**EXERCISE PROMPT:**
Begin at the line below that contains "mod parser;" and write out every line from there to the end of the entries, exactly.

**RAW DATA:**
//! Lexing and parsing of program source text into [`mpcc_ast::Program`].
//!
//! Grounded on `Lexer.py`/`Parser.py`: a hand-rolled character lexer feeding
//! a recursive-descent parser whose precedence tiers mirror the original's
//! yacc precedence declarations. Kept as a separate crate from `mpcc-ast`
//! because the AST itself has no notion of source text -- only the front end
//! does.

mod error;
mod lexer;
mod parser;

pub use error::SyntaxError;
pub use lexer::{tokenize, Spanned, Token};
pub use parser::parse;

**SOLUTION TO THIS EXERCISE:**
mod parser;

pub use error::SyntaxError;
pub use lexer::{tokenize, Spanned, Token};
pub use parser::parse;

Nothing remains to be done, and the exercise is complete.